The facade of the National Social Security Fund, in Beirut, in September 2023. (Credit: Mohammad Yassin/L'Orient Today)
BEIRUT — The National Social Security Fund (NSSF) announced Wednesday the termination of its contracts with five hospitals it accuses of not complying with the surgery fees set by the fund, and of "seeking to impoverish what's left of Lebanese workers by imposing high and absurd rates."
As a result, agreements with Beirut Eye & ENT Hospital, al-Arz Hospital, Kesrouan Medical Center, Hôtel-Dieu de France, and al-Irfane Hospital are canceled starting Wednesday. The NSSF clarified that these measures do not include patients needing dialysis, chemotherapy, and radiotherapy.
Sixteen other establishments are also at risk of having their agreement terminated for the same reasons, the NSSF warned, naming specifically the American University Hospital, Rizk Hospital, Lebanese-Geitaoui Hospital, St. George Hospital, al-Zahraa Hospital, Mount Lebanon Hospital, St. Charles Hospital, Maounat Hospital, Bhannes Hospital, Bellevue Medical Center, Notre-Dame-du-Liban Hospital, Notre-Dame Maritime Hospital, al-Youssef Medical Center, Habtour Hospital, Batroun Hospital, and Najjar Hospital.
The NSSF had conducted an investigation and discovered "that a good number of establishments, especially in the mohafazat [governorate] of Beirut, do not comply with surgery fees and ask patients for huge and exaggerated contributions [related to the remaining costs not covered by the NSSF on the total bill] without any right."

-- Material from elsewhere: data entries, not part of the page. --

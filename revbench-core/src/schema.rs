/// DDL to create the schema_version tracking table.
///
/// Applied unconditionally on every DB open (before checking the version),
/// using `IF NOT EXISTS` so it is safe to run multiple times.
pub const SCHEMA_VERSION_DDL: &str = "
    CREATE TABLE IF NOT EXISTS schema_version (
        version INTEGER NOT NULL
    ) STRICT;
";

/// DDL for the v1 schema.
///
/// A single key-value table. Each value is a JSON document; the workbench
/// stores its whole project list under one fixed key.
pub const SCHEMA_V1_SQL: &str = "
    CREATE TABLE IF NOT EXISTS kv (
        key        TEXT    PRIMARY KEY,
        value      TEXT    NOT NULL,
        updated_at INTEGER NOT NULL
    ) STRICT;
";

/// Brings the database up to the latest schema version.
///
/// Idempotent: reads the current version (`0` for a fresh file) and applies
/// each missing step inside a `BEGIN IMMEDIATE` transaction.
///
/// # Errors
///
/// Returns `rusqlite::Error` if the DDL fails or the version row cannot be read.
pub fn migrate(db: &mut rusqlite::Connection) -> rusqlite::Result<()> {
    db.execute_batch(SCHEMA_VERSION_DDL)?;

    let version: i64 = db.query_row(
        "SELECT COALESCE(MAX(version), 0) FROM schema_version",
        [],
        |r| r.get(0),
    )?;

    if version < 1 {
        let tx = db.transaction_with_behavior(rusqlite::TransactionBehavior::Immediate)?;
        tx.execute_batch(SCHEMA_V1_SQL)?;
        tx.execute("INSERT INTO schema_version (version) VALUES (1)", [])?;
        tx.commit()?;
    }

    Ok(())
}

"Some hospitals refuse to admit patients covered by the NSSF unless they also have private insurance," a statement from the fund reads. "Some have had the audacity to say they were not under contract with the NSSF."
Some hospitals are "insisting on exceeding the laws and ethics, despite having benefited for more than 50 years from the fund's money," the NSSF said, explaining that a system of advances for hospitals was set up in 2011 by the fund's director-general, Mohammad Karaki." Karaki was not available for comment.
The NSSF's decision comes as political negotiations are in full swing for the allocation of Prime Minister-designate Nawaf Salam's new government's portfolios, with Hezbollah and the Amal Movement eyeing the Ministry of Health.
Last September, Karaki, who is known to be close to Parliament Speaker Nabih Berri, announced 90 percent coverage of the hospital bill and committed "to restore the NSSF health services to a level comparable to that before the crisis."
The acute financial and economic crisis plaguing Lebanon since 2019 has had serious consequences on the medical and hospital sector, and has impacted the amount of coverage provided various third-party payers.
The NSSF, whose rates were calculated in Lebanese pounds, severely devalued since the crisis began, faces many problems in particular with private hospitals, which consider the fund's coverage to be insufficient when compared with the new rates dictated by the crisis.
With more than half of the population living in "multi-dimensional" poverty, steep hospital fees prevent countless people from receiving the healthcare they need.